[Collection entries]
• • • •

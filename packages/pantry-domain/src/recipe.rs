use serde::{Deserialize, Serialize};

use crate::instructions;

/// The corpus stores at most this many ingredient/measure slots per record.
pub const MAX_INGREDIENT_SLOTS: usize = 20;

const DEFAULT_DESCRIPTION: &str = "A recipe from the recipe corpus.";

/// Lightweight hit returned by a single-ingredient corpus search.
#[derive(Debug, Clone, PartialEq, Eq)]
pub struct CorpusCandidate {
	pub id: String,
	pub name: String,
	pub thumbnail: Option<String>,
}

/// Per-candidate aggregate over every ingredient search in one pass.
#[derive(Debug, Clone, PartialEq, Eq)]
pub struct CandidateTally {
	pub id: String,
	pub name: String,
	pub thumbnail: Option<String>,
	pub match_count: usize,
	pub matched_ingredients: Vec<String>,
}
impl CandidateTally {
	pub fn new(candidate: &CorpusCandidate) -> Self {
		Self {
			id: candidate.id.clone(),
			name: candidate.name.clone(),
			thumbnail: candidate.thumbnail.clone(),
			match_count: 0,
			matched_ingredients: Vec::new(),
		}
	}
}

#[derive(Debug, Clone, Default, PartialEq, Eq)]
pub struct IngredientSlot {
	pub ingredient: Option<String>,
	pub measure: Option<String>,
}

/// Full corpus record as fetched by id.
#[derive(Debug, Clone, Default, PartialEq, Eq)]
pub struct MealRecord {
	pub id: String,
	pub title: String,
	pub category: Option<String>,
	pub cuisine: Option<String>,
	pub instructions: Option<String>,
	pub thumbnail: Option<String>,
	pub source_url: Option<String>,
	pub video_url: Option<String>,
	pub slots: Vec<IngredientSlot>,
}
impl MealRecord {
	/// Human-readable ingredient lines such as `"2 cups flour"`.
	///
	/// Blank slots are skipped; the measure is prefixed only when it is non-blank.
	pub fn ingredient_lines(&self) -> Vec<String> {
		self.slots
			.iter()
			.take(MAX_INGREDIENT_SLOTS)
			.filter_map(|slot| {
				let ingredient = slot.ingredient.as_deref().map(str::trim)?;

				if ingredient.is_empty() {
					return None;
				}

				match slot.measure.as_deref().map(str::trim) {
					Some(measure) if !measure.is_empty() => Some(format!("{measure} {ingredient}")),
					_ => Some(ingredient.to_string()),
				}
			})
			.collect()
	}

	fn description(&self) -> String {
		match (non_blank(&self.cuisine), non_blank(&self.category)) {
			(Some(cuisine), Some(category)) => format!("{cuisine} {category}"),
			(Some(only), None) | (None, Some(only)) => only.to_string(),
			(None, None) => DEFAULT_DESCRIPTION.to_string(),
		}
	}
}

/// Recipe shape returned by the generative fallback. Only these fields are trusted.
#[derive(Debug, Clone, Default, PartialEq, Eq)]
pub struct GeneratedRecipe {
	pub title: String,
	pub description: String,
	pub cook_time: Option<String>,
	pub servings: Option<u32>,
	pub difficulty: Option<String>,
	pub ingredients: Vec<String>,
	pub instructions: Vec<String>,
}

#[derive(Debug, Clone, Copy, PartialEq, Eq, Serialize, Deserialize)]
#[serde(rename_all = "lowercase")]
pub enum RecipeSource {
	Corpus,
	Generated,
}

/// Engine output schema shared by both sources.
///
/// Corpus entries always carry `external_id` and `match_percentage`; generated entries
/// never do. Optional keys are serialized as `null` rather than omitted.
#[derive(Debug, Clone, PartialEq, Eq, Serialize, Deserialize)]
#[serde(rename_all = "camelCase")]
pub struct NormalizedRecipe {
	pub title: String,
	pub description: String,
	pub cook_time: Option<String>,
	pub servings: Option<u32>,
	pub difficulty: Option<String>,
	pub ingredients: Vec<String>,
	pub instructions: Vec<String>,
	pub image_url: Option<String>,
	pub category: Option<String>,
	pub cuisine: Option<String>,
	pub source: RecipeSource,
	pub external_id: Option<String>,
	pub match_percentage: Option<u8>,
	pub source_url: Option<String>,
	pub youtube_url: Option<String>,
}
impl NormalizedRecipe {
	pub fn from_corpus(record: &MealRecord, match_percentage: u8) -> Self {
		Self {
			title: record.title.clone(),
			description: record.description(),
			cook_time: None,
			servings: None,
			difficulty: None,
			ingredients: record.ingredient_lines(),
			instructions: record
				.instructions
				.as_deref()
				.map(instructions::segment)
				.unwrap_or_default(),
			image_url: non_blank(&record.thumbnail).map(str::to_string),
			category: non_blank(&record.category).map(str::to_string),
			cuisine: non_blank(&record.cuisine).map(str::to_string),
			source: RecipeSource::Corpus,
			external_id: Some(record.id.clone()),
			match_percentage: Some(match_percentage.min(100)),
			source_url: non_blank(&record.source_url).map(str::to_string),
			youtube_url: non_blank(&record.video_url).map(str::to_string),
		}
	}

	pub fn from_generated(recipe: GeneratedRecipe) -> Self {
		Self {
			title: recipe.title,
			description: recipe.description,
			cook_time: recipe.cook_time,
			servings: recipe.servings,
			difficulty: recipe.difficulty,
			ingredients: recipe.ingredients,
			instructions: recipe.instructions,
			image_url: None,
			category: None,
			cuisine: None,
			source: RecipeSource::Generated,
			external_id: None,
			match_percentage: None,
			source_url: None,
			youtube_url: None,
		}
	}
}

fn non_blank(value: &Option<String>) -> Option<&str> {
	value.as_deref().map(str::trim).filter(|v| !v.is_empty())
}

• • • •

Exercise description ▸
Filter by the word "trim": copy every line of the data that holds it.

Exercise result ▸
				let ingredient = slot.ingredient.as_deref().map(str::trim)?;
				match slot.measure.as_deref().map(str::trim) {
	value.as_deref().map(str::trim).filter(|v| !v.is_empty())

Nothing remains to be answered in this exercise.